#### What the exercise asks:
Please work out how many lines in the entries contain "solved", then give that number with nothing added.

#### Records shown:
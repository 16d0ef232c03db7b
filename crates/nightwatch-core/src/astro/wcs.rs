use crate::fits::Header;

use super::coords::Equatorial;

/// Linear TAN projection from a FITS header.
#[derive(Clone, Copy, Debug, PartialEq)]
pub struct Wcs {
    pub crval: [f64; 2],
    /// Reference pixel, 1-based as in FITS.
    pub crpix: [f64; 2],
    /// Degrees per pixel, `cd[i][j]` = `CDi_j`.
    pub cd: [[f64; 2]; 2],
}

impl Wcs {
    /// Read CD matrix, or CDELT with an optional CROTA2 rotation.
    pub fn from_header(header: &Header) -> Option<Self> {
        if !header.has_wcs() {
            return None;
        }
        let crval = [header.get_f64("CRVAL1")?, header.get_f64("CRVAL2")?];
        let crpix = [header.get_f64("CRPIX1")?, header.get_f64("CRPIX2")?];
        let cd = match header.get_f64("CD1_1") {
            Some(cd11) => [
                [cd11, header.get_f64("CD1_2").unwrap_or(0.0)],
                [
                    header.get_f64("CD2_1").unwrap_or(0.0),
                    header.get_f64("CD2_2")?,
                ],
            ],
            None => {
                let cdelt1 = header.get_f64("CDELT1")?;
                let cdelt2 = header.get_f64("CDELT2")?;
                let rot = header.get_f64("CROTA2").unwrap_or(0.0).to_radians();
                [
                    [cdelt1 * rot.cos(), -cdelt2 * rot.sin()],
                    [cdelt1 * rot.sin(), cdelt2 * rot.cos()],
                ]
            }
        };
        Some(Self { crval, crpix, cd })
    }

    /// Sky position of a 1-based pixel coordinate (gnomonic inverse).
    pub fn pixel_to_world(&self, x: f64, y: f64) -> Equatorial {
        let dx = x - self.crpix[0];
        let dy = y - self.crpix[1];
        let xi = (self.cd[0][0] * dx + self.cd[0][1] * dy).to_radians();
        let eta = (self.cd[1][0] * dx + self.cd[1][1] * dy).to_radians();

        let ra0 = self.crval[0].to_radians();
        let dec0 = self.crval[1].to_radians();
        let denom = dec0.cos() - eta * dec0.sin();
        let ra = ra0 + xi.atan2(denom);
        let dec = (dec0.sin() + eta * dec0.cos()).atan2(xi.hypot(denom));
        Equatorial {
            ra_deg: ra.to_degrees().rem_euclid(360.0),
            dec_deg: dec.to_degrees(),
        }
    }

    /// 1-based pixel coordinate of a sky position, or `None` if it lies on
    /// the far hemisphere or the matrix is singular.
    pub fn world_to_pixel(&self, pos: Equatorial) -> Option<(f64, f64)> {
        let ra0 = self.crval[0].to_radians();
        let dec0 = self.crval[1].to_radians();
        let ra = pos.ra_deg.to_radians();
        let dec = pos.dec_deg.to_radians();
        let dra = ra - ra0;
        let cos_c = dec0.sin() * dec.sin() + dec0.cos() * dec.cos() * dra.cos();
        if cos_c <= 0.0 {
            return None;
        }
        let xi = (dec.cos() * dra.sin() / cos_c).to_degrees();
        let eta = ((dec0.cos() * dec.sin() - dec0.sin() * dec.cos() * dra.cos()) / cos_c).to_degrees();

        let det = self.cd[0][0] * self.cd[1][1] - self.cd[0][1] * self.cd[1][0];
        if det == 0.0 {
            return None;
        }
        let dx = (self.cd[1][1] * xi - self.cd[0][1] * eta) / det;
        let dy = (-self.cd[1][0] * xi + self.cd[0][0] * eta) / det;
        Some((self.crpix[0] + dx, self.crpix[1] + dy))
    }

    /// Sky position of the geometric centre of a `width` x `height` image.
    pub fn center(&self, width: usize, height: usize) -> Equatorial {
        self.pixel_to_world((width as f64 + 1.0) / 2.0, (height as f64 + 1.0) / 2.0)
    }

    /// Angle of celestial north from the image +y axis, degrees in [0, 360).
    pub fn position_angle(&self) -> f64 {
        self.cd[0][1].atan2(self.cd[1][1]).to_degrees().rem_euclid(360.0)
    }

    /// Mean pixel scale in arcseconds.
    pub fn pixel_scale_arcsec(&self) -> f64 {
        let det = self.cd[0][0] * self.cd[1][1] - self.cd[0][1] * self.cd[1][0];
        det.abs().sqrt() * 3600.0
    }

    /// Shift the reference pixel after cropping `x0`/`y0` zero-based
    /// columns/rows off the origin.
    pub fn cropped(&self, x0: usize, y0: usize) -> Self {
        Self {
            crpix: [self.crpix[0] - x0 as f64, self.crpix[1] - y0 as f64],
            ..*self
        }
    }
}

--

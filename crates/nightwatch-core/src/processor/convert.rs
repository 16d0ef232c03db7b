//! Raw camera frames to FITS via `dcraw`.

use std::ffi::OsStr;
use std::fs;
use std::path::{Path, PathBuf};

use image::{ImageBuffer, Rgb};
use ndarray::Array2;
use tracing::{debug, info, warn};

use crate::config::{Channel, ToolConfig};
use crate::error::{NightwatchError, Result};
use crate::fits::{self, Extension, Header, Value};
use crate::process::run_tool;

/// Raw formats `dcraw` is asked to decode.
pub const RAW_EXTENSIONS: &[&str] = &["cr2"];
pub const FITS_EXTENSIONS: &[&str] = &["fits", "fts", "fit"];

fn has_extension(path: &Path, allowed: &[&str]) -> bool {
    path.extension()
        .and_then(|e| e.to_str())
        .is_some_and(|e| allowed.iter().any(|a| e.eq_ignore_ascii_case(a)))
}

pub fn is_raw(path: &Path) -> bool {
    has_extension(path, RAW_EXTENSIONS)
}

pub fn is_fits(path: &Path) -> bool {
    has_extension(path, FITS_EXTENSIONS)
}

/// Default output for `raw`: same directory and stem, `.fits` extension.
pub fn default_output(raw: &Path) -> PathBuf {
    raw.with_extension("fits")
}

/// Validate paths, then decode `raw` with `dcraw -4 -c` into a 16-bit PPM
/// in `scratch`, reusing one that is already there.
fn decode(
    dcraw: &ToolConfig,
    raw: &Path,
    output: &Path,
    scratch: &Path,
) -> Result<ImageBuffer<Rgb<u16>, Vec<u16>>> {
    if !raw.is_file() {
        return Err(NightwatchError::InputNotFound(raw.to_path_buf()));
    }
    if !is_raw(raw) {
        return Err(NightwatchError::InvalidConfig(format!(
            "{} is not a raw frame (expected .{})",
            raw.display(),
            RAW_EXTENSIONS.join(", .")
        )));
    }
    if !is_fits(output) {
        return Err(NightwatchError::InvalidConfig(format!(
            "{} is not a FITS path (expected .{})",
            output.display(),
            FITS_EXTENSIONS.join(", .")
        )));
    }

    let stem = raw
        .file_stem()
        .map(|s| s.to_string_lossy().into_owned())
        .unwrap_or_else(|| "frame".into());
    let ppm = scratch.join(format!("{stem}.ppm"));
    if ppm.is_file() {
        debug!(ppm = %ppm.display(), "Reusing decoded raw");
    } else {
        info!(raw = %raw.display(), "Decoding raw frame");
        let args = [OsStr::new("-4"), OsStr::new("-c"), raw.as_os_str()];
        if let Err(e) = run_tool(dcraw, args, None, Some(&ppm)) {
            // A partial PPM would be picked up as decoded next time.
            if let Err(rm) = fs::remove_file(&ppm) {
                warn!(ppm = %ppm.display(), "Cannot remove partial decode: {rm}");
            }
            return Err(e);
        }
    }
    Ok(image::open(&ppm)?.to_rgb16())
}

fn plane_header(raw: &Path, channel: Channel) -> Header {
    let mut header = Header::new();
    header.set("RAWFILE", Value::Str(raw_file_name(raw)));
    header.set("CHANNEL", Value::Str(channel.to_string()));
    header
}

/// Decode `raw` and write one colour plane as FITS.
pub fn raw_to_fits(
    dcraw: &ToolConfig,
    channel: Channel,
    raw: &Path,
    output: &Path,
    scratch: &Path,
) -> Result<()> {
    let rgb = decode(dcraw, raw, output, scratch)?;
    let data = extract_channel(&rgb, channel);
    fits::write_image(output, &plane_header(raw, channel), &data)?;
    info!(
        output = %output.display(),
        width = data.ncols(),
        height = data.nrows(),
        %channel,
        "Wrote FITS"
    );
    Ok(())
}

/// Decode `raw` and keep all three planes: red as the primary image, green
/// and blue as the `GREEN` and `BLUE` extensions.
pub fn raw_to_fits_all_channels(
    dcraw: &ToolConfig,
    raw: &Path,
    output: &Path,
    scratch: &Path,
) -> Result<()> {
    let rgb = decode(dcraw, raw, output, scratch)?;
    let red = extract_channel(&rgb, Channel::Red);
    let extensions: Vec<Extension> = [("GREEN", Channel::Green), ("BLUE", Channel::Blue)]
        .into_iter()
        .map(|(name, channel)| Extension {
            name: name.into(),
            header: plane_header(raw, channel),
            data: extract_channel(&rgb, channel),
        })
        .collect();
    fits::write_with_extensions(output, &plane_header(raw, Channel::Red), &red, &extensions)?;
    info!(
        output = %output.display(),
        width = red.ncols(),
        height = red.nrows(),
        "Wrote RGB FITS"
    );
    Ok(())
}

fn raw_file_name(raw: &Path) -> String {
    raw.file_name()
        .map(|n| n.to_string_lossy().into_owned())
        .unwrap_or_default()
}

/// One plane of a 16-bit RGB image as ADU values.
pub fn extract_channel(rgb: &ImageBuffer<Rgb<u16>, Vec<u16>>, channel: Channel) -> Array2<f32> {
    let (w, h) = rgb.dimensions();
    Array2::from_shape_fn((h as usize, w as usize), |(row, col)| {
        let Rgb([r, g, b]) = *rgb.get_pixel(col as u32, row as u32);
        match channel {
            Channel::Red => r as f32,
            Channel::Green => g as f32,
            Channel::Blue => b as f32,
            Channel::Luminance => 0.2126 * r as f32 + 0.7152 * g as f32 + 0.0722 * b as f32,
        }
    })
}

...

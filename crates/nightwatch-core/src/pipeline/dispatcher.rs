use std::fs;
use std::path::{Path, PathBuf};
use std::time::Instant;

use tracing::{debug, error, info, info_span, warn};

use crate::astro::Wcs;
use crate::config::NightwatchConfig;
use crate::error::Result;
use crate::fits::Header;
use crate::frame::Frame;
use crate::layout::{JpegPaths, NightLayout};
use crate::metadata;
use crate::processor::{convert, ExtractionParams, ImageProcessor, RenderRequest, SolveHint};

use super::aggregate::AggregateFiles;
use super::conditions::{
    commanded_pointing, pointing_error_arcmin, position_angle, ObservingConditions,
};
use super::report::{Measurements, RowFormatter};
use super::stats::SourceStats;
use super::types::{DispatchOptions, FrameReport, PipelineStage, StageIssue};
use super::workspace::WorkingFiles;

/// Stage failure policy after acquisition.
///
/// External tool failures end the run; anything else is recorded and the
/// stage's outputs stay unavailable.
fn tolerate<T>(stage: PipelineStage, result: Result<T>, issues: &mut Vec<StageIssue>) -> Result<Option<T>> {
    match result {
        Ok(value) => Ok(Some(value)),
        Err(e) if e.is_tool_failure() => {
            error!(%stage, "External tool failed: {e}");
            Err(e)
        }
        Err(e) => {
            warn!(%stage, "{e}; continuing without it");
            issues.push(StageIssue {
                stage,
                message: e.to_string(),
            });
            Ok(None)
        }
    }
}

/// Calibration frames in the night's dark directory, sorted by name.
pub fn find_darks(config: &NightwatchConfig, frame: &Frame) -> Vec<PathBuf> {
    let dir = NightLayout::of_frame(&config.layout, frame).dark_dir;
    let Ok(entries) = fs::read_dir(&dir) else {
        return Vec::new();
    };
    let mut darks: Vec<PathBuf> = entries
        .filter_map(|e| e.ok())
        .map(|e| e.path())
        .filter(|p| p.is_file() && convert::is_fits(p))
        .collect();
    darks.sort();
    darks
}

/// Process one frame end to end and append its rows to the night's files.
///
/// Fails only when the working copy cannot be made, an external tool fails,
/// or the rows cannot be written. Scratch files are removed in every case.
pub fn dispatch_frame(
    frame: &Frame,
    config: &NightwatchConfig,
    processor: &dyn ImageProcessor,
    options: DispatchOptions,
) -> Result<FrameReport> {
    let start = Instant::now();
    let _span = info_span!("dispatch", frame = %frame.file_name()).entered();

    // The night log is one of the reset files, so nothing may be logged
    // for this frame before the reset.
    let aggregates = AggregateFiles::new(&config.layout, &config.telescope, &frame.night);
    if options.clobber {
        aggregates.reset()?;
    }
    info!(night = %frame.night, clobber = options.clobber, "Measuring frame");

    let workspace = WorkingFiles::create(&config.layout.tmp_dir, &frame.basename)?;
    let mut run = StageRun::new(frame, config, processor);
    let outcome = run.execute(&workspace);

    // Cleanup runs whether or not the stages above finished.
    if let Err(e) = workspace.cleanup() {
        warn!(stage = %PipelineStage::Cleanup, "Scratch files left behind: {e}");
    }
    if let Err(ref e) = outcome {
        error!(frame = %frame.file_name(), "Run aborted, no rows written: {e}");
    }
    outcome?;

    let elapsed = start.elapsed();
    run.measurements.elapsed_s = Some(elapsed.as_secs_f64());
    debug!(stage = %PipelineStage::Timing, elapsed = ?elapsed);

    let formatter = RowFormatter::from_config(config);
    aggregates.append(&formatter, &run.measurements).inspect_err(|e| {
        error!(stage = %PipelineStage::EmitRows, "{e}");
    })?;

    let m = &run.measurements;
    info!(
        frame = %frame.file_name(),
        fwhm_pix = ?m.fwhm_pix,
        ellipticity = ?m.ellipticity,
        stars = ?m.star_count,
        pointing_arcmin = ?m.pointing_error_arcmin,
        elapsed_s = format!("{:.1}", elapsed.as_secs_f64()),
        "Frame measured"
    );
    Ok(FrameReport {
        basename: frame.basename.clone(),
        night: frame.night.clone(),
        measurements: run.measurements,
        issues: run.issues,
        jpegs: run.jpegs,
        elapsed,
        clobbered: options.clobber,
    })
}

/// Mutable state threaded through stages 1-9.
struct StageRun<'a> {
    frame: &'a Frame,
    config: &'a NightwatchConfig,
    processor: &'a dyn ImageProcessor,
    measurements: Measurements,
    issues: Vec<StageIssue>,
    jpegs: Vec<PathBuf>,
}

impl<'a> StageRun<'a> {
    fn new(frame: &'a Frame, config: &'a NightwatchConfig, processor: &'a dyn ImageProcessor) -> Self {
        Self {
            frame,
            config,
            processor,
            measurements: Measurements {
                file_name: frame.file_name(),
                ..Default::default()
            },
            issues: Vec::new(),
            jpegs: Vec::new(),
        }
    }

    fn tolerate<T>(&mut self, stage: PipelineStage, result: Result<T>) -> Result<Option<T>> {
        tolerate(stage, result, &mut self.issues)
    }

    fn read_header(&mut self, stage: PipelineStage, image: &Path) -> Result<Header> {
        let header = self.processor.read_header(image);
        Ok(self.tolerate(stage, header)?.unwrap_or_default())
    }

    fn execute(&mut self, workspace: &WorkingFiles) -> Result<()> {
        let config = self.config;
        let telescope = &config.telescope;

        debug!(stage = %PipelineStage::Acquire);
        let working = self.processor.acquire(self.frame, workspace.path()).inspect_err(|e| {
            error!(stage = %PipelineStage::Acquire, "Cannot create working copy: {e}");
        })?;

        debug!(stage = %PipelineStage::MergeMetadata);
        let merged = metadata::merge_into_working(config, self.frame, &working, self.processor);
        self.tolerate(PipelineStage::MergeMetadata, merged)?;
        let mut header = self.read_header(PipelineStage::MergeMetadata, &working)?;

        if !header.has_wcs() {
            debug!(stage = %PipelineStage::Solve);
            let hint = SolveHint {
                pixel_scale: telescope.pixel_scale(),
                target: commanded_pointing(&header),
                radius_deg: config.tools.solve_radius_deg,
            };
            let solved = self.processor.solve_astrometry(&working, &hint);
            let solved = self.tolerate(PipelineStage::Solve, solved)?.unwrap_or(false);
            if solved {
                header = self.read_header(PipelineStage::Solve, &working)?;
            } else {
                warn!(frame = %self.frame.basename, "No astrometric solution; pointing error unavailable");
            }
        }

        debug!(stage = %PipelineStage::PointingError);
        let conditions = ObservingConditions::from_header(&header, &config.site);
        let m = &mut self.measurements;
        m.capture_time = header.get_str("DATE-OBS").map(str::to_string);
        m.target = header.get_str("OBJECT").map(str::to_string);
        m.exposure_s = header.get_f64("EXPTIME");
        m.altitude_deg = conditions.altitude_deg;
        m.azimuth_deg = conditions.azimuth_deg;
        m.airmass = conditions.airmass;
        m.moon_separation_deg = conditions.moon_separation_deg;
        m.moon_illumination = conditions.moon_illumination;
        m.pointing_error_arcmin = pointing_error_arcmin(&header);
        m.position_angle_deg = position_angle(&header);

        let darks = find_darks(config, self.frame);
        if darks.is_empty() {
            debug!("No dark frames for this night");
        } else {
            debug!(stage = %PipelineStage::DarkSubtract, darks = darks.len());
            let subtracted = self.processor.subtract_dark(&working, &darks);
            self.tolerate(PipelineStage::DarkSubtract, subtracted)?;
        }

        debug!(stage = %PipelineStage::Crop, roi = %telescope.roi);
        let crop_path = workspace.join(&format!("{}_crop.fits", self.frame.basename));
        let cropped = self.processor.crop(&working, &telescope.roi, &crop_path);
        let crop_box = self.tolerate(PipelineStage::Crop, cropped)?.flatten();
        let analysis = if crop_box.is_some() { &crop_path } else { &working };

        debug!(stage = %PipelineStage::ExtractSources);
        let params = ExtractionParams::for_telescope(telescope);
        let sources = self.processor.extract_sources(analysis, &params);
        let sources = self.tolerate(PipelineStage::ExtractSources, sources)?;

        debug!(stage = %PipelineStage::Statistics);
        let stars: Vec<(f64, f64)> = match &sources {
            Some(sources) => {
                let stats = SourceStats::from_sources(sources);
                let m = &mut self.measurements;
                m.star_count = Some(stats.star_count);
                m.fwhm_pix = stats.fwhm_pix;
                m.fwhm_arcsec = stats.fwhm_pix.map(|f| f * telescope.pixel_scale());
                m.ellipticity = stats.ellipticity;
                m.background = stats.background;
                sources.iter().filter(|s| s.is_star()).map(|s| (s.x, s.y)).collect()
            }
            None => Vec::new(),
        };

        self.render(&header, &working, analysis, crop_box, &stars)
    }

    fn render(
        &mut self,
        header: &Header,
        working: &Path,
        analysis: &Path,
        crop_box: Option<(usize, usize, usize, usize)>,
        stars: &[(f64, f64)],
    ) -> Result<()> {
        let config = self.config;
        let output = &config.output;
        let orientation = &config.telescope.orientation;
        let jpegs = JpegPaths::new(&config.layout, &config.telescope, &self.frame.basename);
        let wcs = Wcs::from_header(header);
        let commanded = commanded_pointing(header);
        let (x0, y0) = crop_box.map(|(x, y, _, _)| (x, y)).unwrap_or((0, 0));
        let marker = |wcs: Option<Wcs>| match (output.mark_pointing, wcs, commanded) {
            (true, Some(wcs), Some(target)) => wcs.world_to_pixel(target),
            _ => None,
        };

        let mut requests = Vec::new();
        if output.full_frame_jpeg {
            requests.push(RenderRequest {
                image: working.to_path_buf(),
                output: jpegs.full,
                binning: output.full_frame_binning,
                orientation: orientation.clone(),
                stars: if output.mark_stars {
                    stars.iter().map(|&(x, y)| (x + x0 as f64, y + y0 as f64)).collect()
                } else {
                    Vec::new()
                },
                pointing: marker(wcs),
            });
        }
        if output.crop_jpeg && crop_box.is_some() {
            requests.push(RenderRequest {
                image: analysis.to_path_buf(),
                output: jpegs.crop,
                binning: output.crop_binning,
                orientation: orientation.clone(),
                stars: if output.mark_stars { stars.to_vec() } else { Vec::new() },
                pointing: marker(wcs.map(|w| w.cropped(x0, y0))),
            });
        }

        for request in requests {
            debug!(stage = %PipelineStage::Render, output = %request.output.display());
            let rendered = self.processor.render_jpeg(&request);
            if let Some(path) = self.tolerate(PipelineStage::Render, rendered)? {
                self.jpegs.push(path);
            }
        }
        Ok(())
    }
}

#### Expected answer:
3